Luego de la gran “Me arde”, que nos metió de vuelta en los 90, y de “Cuarteles de invierno”, del último disco, remató su obsesión uruguaya con una versión de “Biromes y servilletas”, uno de los himnos de Leo Maslíah –¿hace falta acotarlo?–. Lo había grabado para Romaphonic Sessions (2016), a puro piano y melancolía, pero el sábado sonó más jazzera y menos pretenciosa, para encajar con el clima del recital, menos íntimo y más festivo, aunque las imágenes de Montevideo que acompañaban la canción en la pantalla grande de atrás del escenario, en blanco y negro, no pudieron evitar bañar la noche con gotas de melancolía.

De parado

En la cancha el público estaba bien sentado, pero Calamaro pidió que se parara para la última parte del show, de inexorable baile y agite. La mayoría hizo caso, cual fiel en templo de Pare de Sufrir, y así terminó de convertirse en el mejor espectáculo que el músico argentino dio en este país. “Si alguna vez no me vuelven a ver, / porque a mí como a todos se me olvida, / algo va a quedar adentro tuyo siempre, / algo que yo te dejé alguna vez”. Estos primeros versos, de “Tuyo siempre”, hicieron saltar como resorte a algunos desubicados que todavía no se habían parado, y no era para menos, porque la tocó en versión cumbia, como suele hacerlo en vivo, y no en plan reggae, como la original de El salmón.

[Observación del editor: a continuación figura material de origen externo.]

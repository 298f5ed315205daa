//! Line classification for agent traces.
//!
//! Every trace line maps to exactly one [`TraceEvent`]. Matching runs
//! through a fixed, ordered pattern table; the first pattern whose regex
//! matches decides the event kind. Lines no pattern claims (and lines whose
//! payload fails to parse) become [`TraceEvent::Unrecognized`].

use std::sync::OnceLock;

use regex::{Captures, Regex};
use serde::Serialize;

use super::codec::{Location, PerceptVector};

/// Typed event carried by a single trace line
#[derive(Debug, Clone, PartialEq, Eq, Serialize)]
#[serde(tag = "type", rename_all = "snake_case")]
pub enum TraceEvent {
    PositionReport { location: Location },
    PerceptReport { percepts: PerceptVector },
    MoveIntent { target: Location },
    ShootAction { target: Location },
    GrabAction,
    WumpusKilled { location: Location },
    LearnSafe { location: Location },
    LearnMaybeWumpus { location: Location },
    LearnNoWumpus { location: Location },
    LearnWumpusConfirmed { location: Location },
    LearnMaybePit { location: Location },
    LearnNoPit { location: Location },
    LearnGlitter { location: Location },
    LearnGotGold { location: Location },
    Won,
    LostWumpus,
    LostPit,
    TimeUpdate { time: u64 },
    ScoreUpdate { score: i64 },
    /// Line kept verbatim for display, ignored otherwise
    Unrecognized,
}

impl TraceEvent {
    /// Event kind name for logs and diagnostics
    pub fn kind_name(&self) -> &'static str {
        match self {
            TraceEvent::PositionReport { .. } => "PositionReport",
            TraceEvent::PerceptReport { .. } => "PerceptReport",
            TraceEvent::MoveIntent { .. } => "MoveIntent",
            TraceEvent::ShootAction { .. } => "ShootAction",
            TraceEvent::GrabAction => "GrabAction",
            TraceEvent::WumpusKilled { .. } => "WumpusKilled",
            TraceEvent::LearnSafe { .. } => "LearnSafe",
            TraceEvent::LearnMaybeWumpus { .. } => "LearnMaybeWumpus",
            TraceEvent::LearnNoWumpus { .. } => "LearnNoWumpus",
            TraceEvent::LearnWumpusConfirmed { .. } => "LearnWumpusConfirmed",
            TraceEvent::LearnMaybePit { .. } => "LearnMaybePit",
            TraceEvent::LearnNoPit { .. } => "LearnNoPit",
            TraceEvent::LearnGlitter { .. } => "LearnGlitter",
            TraceEvent::LearnGotGold { .. } => "LearnGotGold",
            TraceEvent::Won => "Won",
            TraceEvent::LostWumpus => "LostWumpus",
            TraceEvent::LostPit => "LostPit",
            TraceEvent::TimeUpdate { .. } => "TimeUpdate",
            TraceEvent::ScoreUpdate { .. } => "ScoreUpdate",
            TraceEvent::Unrecognized => "Unrecognized",
        }
    }

    /// Whether the event feeds the knowledge accumulator
    pub fn updates_knowledge(&self) -> bool {
        matches!(
            self,
            TraceEvent::PositionReport { .. }
                | TraceEvent::WumpusKilled { .. }
                | TraceEvent::LearnSafe { .. }
                | TraceEvent::LearnMaybeWumpus { .. }
                | TraceEvent::LearnNoWumpus { .. }
                | TraceEvent::LearnWumpusConfirmed { .. }
                | TraceEvent::LearnMaybePit { .. }
                | TraceEvent::LearnNoPit { .. }
        )
    }

    /// Display text for the round's message list, `None` for bookkeeping
    /// lines (position, percepts, time, score) the viewer shows elsewhere.
    pub fn display_message(&self, line: &str) -> Option<String> {
        match self {
            TraceEvent::PositionReport { .. }
            | TraceEvent::PerceptReport { .. }
            | TraceEvent::TimeUpdate { .. }
            | TraceEvent::ScoreUpdate { .. } => None,
            TraceEvent::LearnSafe { location } => Some(format!("KB learn {location} is OK")),
            TraceEvent::LearnWumpusConfirmed { location } => {
                Some(format!("KB learn Wumpus is definitely at {location}"))
            }
            TraceEvent::Won if line.contains("AGENT GRABBED THE GOLD!!") => {
                Some("AGENT GRABBED THE GOLD!!".to_string())
            }
            _ => Some(line.to_string()),
        }
    }
}

type Build = fn(&Captures<'_>) -> Option<TraceEvent>;

struct Pattern {
    regex: Regex,
    build: Build,
}

const COORD: &str = r"(\[\d+,\d+\])";

fn pattern_table() -> &'static [Pattern] {
    static TABLE: OnceLock<Vec<Pattern>> = OnceLock::new();
    TABLE.get_or_init(|| {
        let raw: [(String, Build); 20] = [
            (format!(r"^I am at {COORD}"), |c| {
                loc(c).map(|location| TraceEvent::PositionReport { location })
            }),
            (r"seeing: (\[.*?\])".to_string(), |c| {
                Some(TraceEvent::PerceptReport {
                    percepts: PerceptVector::parse(&c[1]),
                })
            }),
            (format!(r"^I'm going to: {COORD}"), |c| {
                loc(c).map(|target| TraceEvent::MoveIntent { target })
            }),
            (format!(r"^I shoot an arrow at {COORD}!"), |c| {
                loc(c).map(|target| TraceEvent::ShootAction { target })
            }),
            (r"^I grab the gold!".to_string(), |_| {
                Some(TraceEvent::GrabAction)
            }),
            (format!(r"^Wumpus at {COORD} is killed!"), |c| {
                loc(c).map(|location| TraceEvent::WumpusKilled { location })
            }),
            (format!(r"^KB learn {COORD} (?:is now OK|is OK)"), |c| {
                loc(c).map(|location| TraceEvent::LearnSafe { location })
            }),
            (format!(r"^KB learn {COORD} - maybe there is a Wumpus!"), |c| {
                loc(c).map(|location| TraceEvent::LearnMaybeWumpus { location })
            }),
            (format!(r"^KB learn {COORD} - no Wumpus there!"), |c| {
                loc(c).map(|location| TraceEvent::LearnNoWumpus { location })
            }),
            (format!(r"^KB learn Wumpus is definitely at {COORD}"), |c| {
                loc(c).map(|location| TraceEvent::LearnWumpusConfirmed { location })
            }),
            (format!(r"^KB learn {COORD} - maybe there is a Pit!"), |c| {
                loc(c).map(|location| TraceEvent::LearnMaybePit { location })
            }),
            (format!(r"^KB learn {COORD} - there is no Pit there!"), |c| {
                loc(c).map(|location| TraceEvent::LearnNoPit { location })
            }),
            (format!(r"^KB learn {COORD} - glitter detected!"), |c| {
                loc(c).map(|location| TraceEvent::LearnGlitter { location })
            }),
            (format!(r"^KB learn {COORD} - GOT THE GOLD!!!"), |c| {
                loc(c).map(|location| TraceEvent::LearnGotGold { location })
            }),
            (r"^WON!$".to_string(), |_| Some(TraceEvent::Won)),
            (r"AGENT GRABBED THE GOLD!!".to_string(), |_| {
                Some(TraceEvent::Won)
            }),
            (
                r"Lost: Wumpus eats you!|eaten by the wumpus!".to_string(),
                |_| Some(TraceEvent::LostWumpus),
            ),
            (
                r"Lost: you fell into the pit!|fallen into a pit!".to_string(),
                |_| Some(TraceEvent::LostPit),
            ),
            (r"^New time: (\d+)".to_string(), |c| {
                c[1].parse().ok().map(|time| TraceEvent::TimeUpdate { time })
            }),
            (r"^New score: (-?\d+)".to_string(), |c| {
                c[1].parse().ok().map(|score| TraceEvent::ScoreUpdate { score })
            }),
        ];

        raw.into_iter()
            .filter_map(|(pattern, build)| match Regex::new(&pattern) {
                Ok(regex) => Some(Pattern { regex, build }),
                Err(err) => {
                    tracing::error!(pattern = %pattern, error = %err, "Invalid trace pattern");
                    None
                }
            })
            .collect()
    })
}

fn loc(captures: &Captures<'_>) -> Option<Location> {
    Location::parse(&captures[1])
}

/// Classify one trace line. Surrounding whitespace is ignored.
pub fn classify_line(line: &str) -> TraceEvent {
    let line = line.trim();
    for pattern in pattern_table() {
        if let Some(captures) = pattern.regex.captures(line) {
            return (pattern.build)(&captures).unwrap_or(TraceEvent::Unrecognized);
        }
    }
    TraceEvent::Unrecognized
}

Calamaro, como todo rockero argentino de gran envergadura –dejemos las rimas y los juegos de palabras para él–, tiene un rico historial de anécdotas. Una de las más famosas surgió en un recital en La Plata, en 1994, cuando dijo “qué linda noche para fumarse un porrito” y luego le iniciaron una causa por “apología del delito”. El sábado, cuando volvió a hablar de la marihuana, recordó ese hecho y, como en nuestro país está regulada, pidió si alguien del público tenía de la legal porque la quería probar. Varios se acercaron y le ofrecieron. Después no podía tocar otra canción que no fuera la siempre swinguera “Loco”.

Las últimas del falso cierre, antes de los bises, fueron las inconmensurables “El salmón” y “Estadio Azteca”, que abrieron paso a la rockera “Los chicos”, de La lengua popular (2007), hace tiempo convertida en clásico. Como se trata de un homenaje a los músicos que ya no están, fue acompañada con imágenes de colegas y compatriotas de Calamaro que se fueron de gira eterna, y luego la banda se mandó un pintoresco popurrí: “Smells Like Teen Spirit”, de Nirvana, y “De música ligera”, de Soda Stereo.

Después de otra mezcla, la de “Milonga del marinero y el capitán” y “Sin documentos”, de Los Rodríguez –en la que el cantante se mandó más atajos y volteretas melódicas que nunca–, caímos en la cuenta de lo prolífica, rica y variada que es la obra de Calamaro, ya que se dio el lujo de ignorar no sólo varios himnos de sus antiguas bandas (Los Abuelos de la Nada y Los Rodríguez), como “Mil horas”, “Costumbres argentinas”, “Mi enfermedad”, “Para no olvidar” y un exitoso etcétera, sino también de su repertorio solista, como “Te quiero igual” y “La parte de adelante” –y la de atrás–.

“Lejos, en el centro de la Tierra, las raíces / del amor donde estaban quedarán”. Los últimos versos de “Flaca”, la inevitable canción final del show, se desvanecían. Calamaro agradeció, saludó, hizo ademanes de torero y, para cerrar la comunión con el público uruguayo que se dio a lo largo de la noche, prendió el faso que le regalaron. Le mandó una pitada, miró hacia el fondo de la cancha, a todos, a la nada. Saludó otra vez y se fue; probablemente, pensando en salir a caminar solito, para sentarse en un parque a fumar un porrito.